Die Gefangennahme selbst war ein sehr ambivalentes Unterfangen. Unter normalen Umständen galten Soldaten, die die Waffen streckten, nicht mehr als Kombattanten und wurden inhaftiert, meist um nach Kriegsende freigelassen zu werden. Allein, die napoleonischen Kriege zogen sich, besonders mit Großbritannien, so dass die Gefangenen hier sehr lange inhaftiert waren. Dazu kam, dass in vielen Situationen keine Gefangenen gemacht wurden, weil man sie weder bewachen noch versorgen konnte. In diesen Fällen wurden sie meist ermordet. Die Quellen geben furchtbare Berichte aus Russland, in denen etwa Verwundete mit Knüppeln totgeschlagen werden, als ihr Tross sich von der Hauptarmee entfernte und vom Feind aufgebracht wurde.
Verwundungen gehörten zum Alltag der Soldaten. Der Stand der medizinischen Versorgung war erbärmlich: die Zahl des medizinischen Personals war völlig unzureichend, die Behandlungsmethoden primitiv (wenngleich besser als man manchmal annimmt). War der Verwundete einer von wenigen, so hatte er tatsächlich halbwegs gute Chancen, wie die Augenzeugenberichte eines Glücklichen demonstrieren. Doch in den großen Schlachten fielen zehntausende Verwundete an, eine Zahl, die Mayer auch als für moderne Systeme nicht verkraftbar beurteilt - und für das napoleonische System gleich dreimal nicht. Entsprechend schlecht waren die Überlebenschancen vieler Verwundeter. Ohne Betäubung und ohne Kenntnisse blieb oft nur die Amputation. Die Ursachen des gefürchteten Wundfiebers waren zudem mangels Bakteriologie völlig unbekannt.

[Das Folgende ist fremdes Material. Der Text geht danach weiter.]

// ABOUTME: Phantom-typed identifiers for engine objects.
// ABOUTME: Keeps container, image, and exec IDs from being passed for one another.

use serde::{Deserialize, Deserializer, Serialize, Serializer};
use std::hash::{Hash, Hasher};
use std::marker::PhantomData;

/// Marker types for the phantom parameter. Empty enums cannot be built.
pub enum ContainerMarker {}
pub enum ImageMarker {}
pub enum ExecMarker {}

/// An engine-assigned identifier (or name) of a specific kind of object.
///
/// The engine accepts either a full ID, a unique prefix, or a name wherever
/// an ID is expected, so no format validation happens here.
///
/// IDs of different kinds do not mix:
///
/// ```compile_fail
/// use dockwire::types::{ContainerId, ExecId};
///
/// fn takes_container(_id: ContainerId) {}
///
/// takes_container(ExecId::new("4f66ad9a0b2e"));
/// ```
#[must_use = "IDs reference engine objects and should not be ignored"]
pub struct Id<T> {
    value: String,
    _marker: PhantomData<T>,
}

impl<T> Id<T> {
    pub fn new(value: impl Into<String>) -> Self {
        Self {
            value: value.into(),
            _marker: PhantomData,
        }
    }

    pub fn as_str(&self) -> &str {
        &self.value
    }

    /// The first twelve characters, the way the engine CLI abbreviates IDs.
    pub fn short(&self) -> &str {
        match self.value.char_indices().nth(12) {
            Some((idx, _)) => &self.value[..idx],
            None => &self.value,
        }
    }

    /// Percent-encoded form for use as a path segment.
    pub fn path_segment(&self) -> String {
        urlencoding::encode(&self.value).into_owned()
    }

    pub fn into_inner(self) -> String {
        self.value
    }
}

// T is only a marker, so these impls must not require T: Trait.

impl<T> std::fmt::Debug for Id<T> {
    fn fmt(&self, f: &mut std::fmt::Formatter<'_>) -> std::fmt::Result {
        f.debug_tuple("Id").field(&self.value).finish()
    }
}

impl<T> Clone for Id<T> {
    fn clone(&self) -> Self {
        Self::new(self.value.clone())
    }
}

impl<T> PartialEq for Id<T> {
    fn eq(&self, other: &Self) -> bool {
        self.value == other.value
    }
}

impl<T> Eq for Id<T> {}

impl<T> Hash for Id<T> {
    fn hash<H: Hasher>(&self, state: &mut H) {
        self.value.hash(state);
    }
}

impl<T> std::fmt::Display for Id<T> {
    fn fmt(&self, f: &mut std::fmt::Formatter<'_>) -> std::fmt::Result {
        f.write_str(&self.value)
    }
}

impl<T> From<&str> for Id<T> {
    fn from(value: &str) -> Self {
        Self::new(value)
    }
}

impl<T> Serialize for Id<T> {
    fn serialize<S: Serializer>(&self, serializer: S) -> Result<S::Ok, S::Error> {
        self.value.serialize(serializer)
    }
}

impl<'de, T> Deserialize<'de> for Id<T> {
    fn deserialize<D: Deserializer<'de>>(deserializer: D) -> Result<Self, D::Error> {
        String::deserialize(deserializer).map(Self::new)
    }
}

pub type ContainerId = Id<ContainerMarker>;
pub type ImageId = Id<ImageMarker>;
pub type ExecId = Id<ExecMarker>;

Im fünften Kapitel, "Ausklang: Heimkehr", sehen wir dann das Ende des Krieges für die Glücklichen, die ihn überlebt hatten. Sie wurden aus den Armeen entlassen, in der Hand einen Schuldschein für den wie stets ausstehenden Sold und Gutscheine für Transport nach Hause. Die drei Männer, auf denen Mayer seine Erzählung fußt, integrierten sich wieder gut in ihre Gemeinden - aber sonst hätten sie auch kaum später die Muße gefunden, ihre Erlebnisse aufzuschreiben.
Mayers Erzählung ließt sich flüssig und interessant genug, wenngleich sie natürlich unter den bereits angedeuteten Problemen leidet. Einerseits ist die Auswahl der Quellen eine, die den Anspruch des Titels, einen Einblick in den Alltag von "Napoleons Soldaten" zu geben, schwer einlösbar macht. Die drei Schicksale repräsentieren eher die Verfügbarkeit deutschsprachiger Quellen als Repräsentierbarkeit, egal wie viel Mühe sich Mayer gibt, alles zu kontextualisieren. Die Knappheit des Werks erzwingt auch ein Zeichnen mit dem groben Pinsel, das starke Verallgemeinerungen zum Standard macht und immer wieder Probleme hat, die Distanz zum Gegenstand zu wahren.
So verweist Mayer zwar immer wieder darauf, dass Napoleon die Nähe zu den einfachen Soldaten vor allem als Propagandainstrument nutzte und etwa den von ihm gestifteten Ehrenorden für Hokuspokus hielt. Gleichzeitig aber verfällt er immer wieder in Napoleonfolklore, bedingen die Verallgemeinerungen eine zu große Nähe zum Gegenstand. Solange man sich klarmacht, dass das letztlich in einer solchen Darstellung unvermeidbar ist, ist das hier auch kein großes Problem. Mayer gibt sich alle Mühe, so viel Differenzierung wie möglich unterzubringen, und letztlich gelingt ihm das auch. Wer sich für die Thematik interessiert, sei das Büchlein daher rundheraus ans Herz gelegt.